• Description of the task:
From the data, copy out every line in which the word "style" appears.

• Data shown:
BEGIN
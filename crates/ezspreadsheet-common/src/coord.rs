//! A1-style cell addressing shared by the spreadsheet backend and callers.
//!
//! Columns are 0-based internally and rendered as letters (`0 -> A`,
//! `25 -> Z`, `26 -> AA`); rows are 1-based to match what a spreadsheet
//! shows. Row 1 is always the heading row of a stored table.

use core::fmt;

/// Excel's column limit (`XFD`).
pub const MAX_COLUMNS: u32 = 16_384;

/// Errors returned when constructing addresses from unchecked inputs.
#[derive(Clone, Copy, Debug, Eq, PartialEq)]
pub enum CoordError {
    ZeroRow,
    ColOverflow(u32),
}

impl fmt::Display for CoordError {
    fn fmt(&self, f: &mut fmt::Formatter<'_>) -> fmt::Result {
        match self {
            CoordError::ZeroRow => write!(f, "rows are 1-based"),
            CoordError::ColOverflow(col) => {
                write!(f, "col {col} exceeds {MAX}", MAX = MAX_COLUMNS - 1)
            }
        }
    }
}

impl std::error::Error for CoordError {}

/// Absolute cell position: 1-based row, 0-based column.
#[derive(Copy, Clone, Debug, Eq, PartialEq, Hash, PartialOrd, Ord)]
pub struct CellAddress {
    row: u32,
    col: u32,
}

impl CellAddress {
    pub fn try_new(row: u32, col: u32) -> Result<Self, CoordError> {
        if row == 0 {
            return Err(CoordError::ZeroRow);
        }
        if col >= MAX_COLUMNS {
            return Err(CoordError::ColOverflow(col));
        }
        Ok(Self { row, col })
    }

    #[inline(always)]
    pub fn row(self) -> u32 {
        self.row
    }

    #[inline(always)]
    pub fn col(self) -> u32 {
        self.col
    }

    /// Parse `"B7"` style labels. Lowercase letters are rejected.
    pub fn parse(label: &str) -> Option<Self> {
        let split = label.find(|c: char| c.is_ascii_digit())?;
        let (letters, digits) = label.split_at(split);
        let col = column_index(letters)?;
        let row: u32 = digits.parse().ok()?;
        Self::try_new(row, col).ok()
    }
}

impl fmt::Display for CellAddress {
    fn fmt(&self, f: &mut fmt::Formatter<'_>) -> fmt::Result {
        write!(f, "{}{}", column_label(self.col), self.row)
    }
}

/// Letters for a 0-based column index.
pub fn column_label(mut col: u32) -> String {
    let mut buf = Vec::new();
    loop {
        let rem = (col % 26) as u8;
        buf.push(b'A' + rem);
        col /= 26;
        if col == 0 {
            break;
        }
        col -= 1;
    }
    buf.reverse();
    buf.into_iter().map(char::from).collect()
}

/// 0-based column index for a run of uppercase letters.
pub fn column_index(s: &str) -> Option<u32> {
    if s.is_empty() {
        return None;
    }
    let mut col: u32 = 0;
    for (idx, ch) in s.bytes().enumerate() {
        if !ch.is_ascii_uppercase() {
            return None;
        }
        let val = (ch - b'A') as u32;
        col = col.checked_mul(26)?;
        col = col.checked_add(val)?;
        if idx != s.len() - 1 {
            col = col.checked_add(1)?;
        }
    }
    Some(col)
}

/// `A1` label for a 1-based row and 0-based column.
pub fn cell_label(row: u32, col: u32) -> String {
    format!("{}{row}", column_label(col))
}

#[cfg(test)]
mod tests {
    use super::*;

    #[test]
    fn labels_roll_over_past_z() {
        assert_eq!(column_label(0), "A");
        assert_eq!(column_label(25), "Z");
        assert_eq!(column_label(26), "AA");
        assert_eq!(column_label(27), "AB");
        assert_eq!(column_label(51), "AZ");
        assert_eq!(column_label(52), "BA");
        assert_eq!(column_label(701), "ZZ");
        assert_eq!(column_label(702), "AAA");
    }

    #[test]
    fn every_label_up_to_the_attribute_ceiling_roundtrips() {
        for col in 0..=51 {
            let label = column_label(col);
            assert_eq!(column_index(&label), Some(col), "label {label}");
        }
    }

    #[test]
    fn index_rejects_lowercase_and_empty() {
        assert!(column_index("a").is_none());
        assert!(column_index("").is_none());
        assert!(column_index("A1").is_none());
    }

    #[test]
    fn address_display_and_parse() {
        let addr = CellAddress::try_new(2, 27).unwrap();
        assert_eq!(addr.to_string(), "AB2");
        assert_eq!(CellAddress::parse("AB2"), Some(addr));
        assert_eq!(cell_label(1, 0), "A1");
        assert!(CellAddress::parse("A0").is_none());
        assert_eq!(CellAddress::try_new(0, 0), Err(CoordError::ZeroRow));
    }
}
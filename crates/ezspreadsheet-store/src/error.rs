use std::path::PathBuf;

use thiserror::Error;

#[derive(Debug, Error)]
pub enum StoreError {
    #[error("I/O error: {0}")]
    Io(#[from] std::io::Error),

    #[error("{backend} backend error: {message}")]
    Backend { backend: String, message: String },

    #[error("unsupported {feature} ({context})")]
    Unsupported { feature: String, context: String },

    #[error("no tabular format for extension of {}", path.display())]
    UnsupportedFormat { path: PathBuf },

    #[error("file not found: {}", path.display())]
    NotFound { path: PathBuf },

    /// The target is held open elsewhere. Recoverable: retrying `save` is allowed.
    #[error("{} is locked by another process", path.display())]
    Locked {
        path: PathBuf,
        #[source]
        source: std::io::Error,
    },

    #[error("cell address out of range: {0}")]
    Coord(#[from] ezspreadsheet_common::CoordError),
}

impl StoreError {
    pub fn from_backend(backend: &str, err: impl std::fmt::Display) -> Self {
        StoreError::Backend {
            backend: backend.to_string(),
            message: err.to_string(),
        }
    }

    pub fn is_locked(&self) -> bool {
        matches!(self, StoreError::Locked { .. })
    }

    /// Route a failed write of `path` to `Locked` when the OS refused access.
    pub(crate) fn from_save(path: &std::path::Path, err: std::io::Error) -> Self {
        if err.kind() == std::io::ErrorKind::PermissionDenied {
            StoreError::Locked {
                path: path.to_path_buf(),
                source: err,
            }
        } else {
            StoreError::Io(err)
        }
    }
}
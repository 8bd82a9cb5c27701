pub mod record;
pub mod value;

pub use record::{FieldCursor, decode_cells, decode_row, encode_record, header_row};
pub use value::ValueCodec;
END
• Result of this exercise:
//! A1-style cell addressing shared by the spreadsheet backend and callers.
    /// Parse `"B7"` style labels. Lowercase letters are rejected.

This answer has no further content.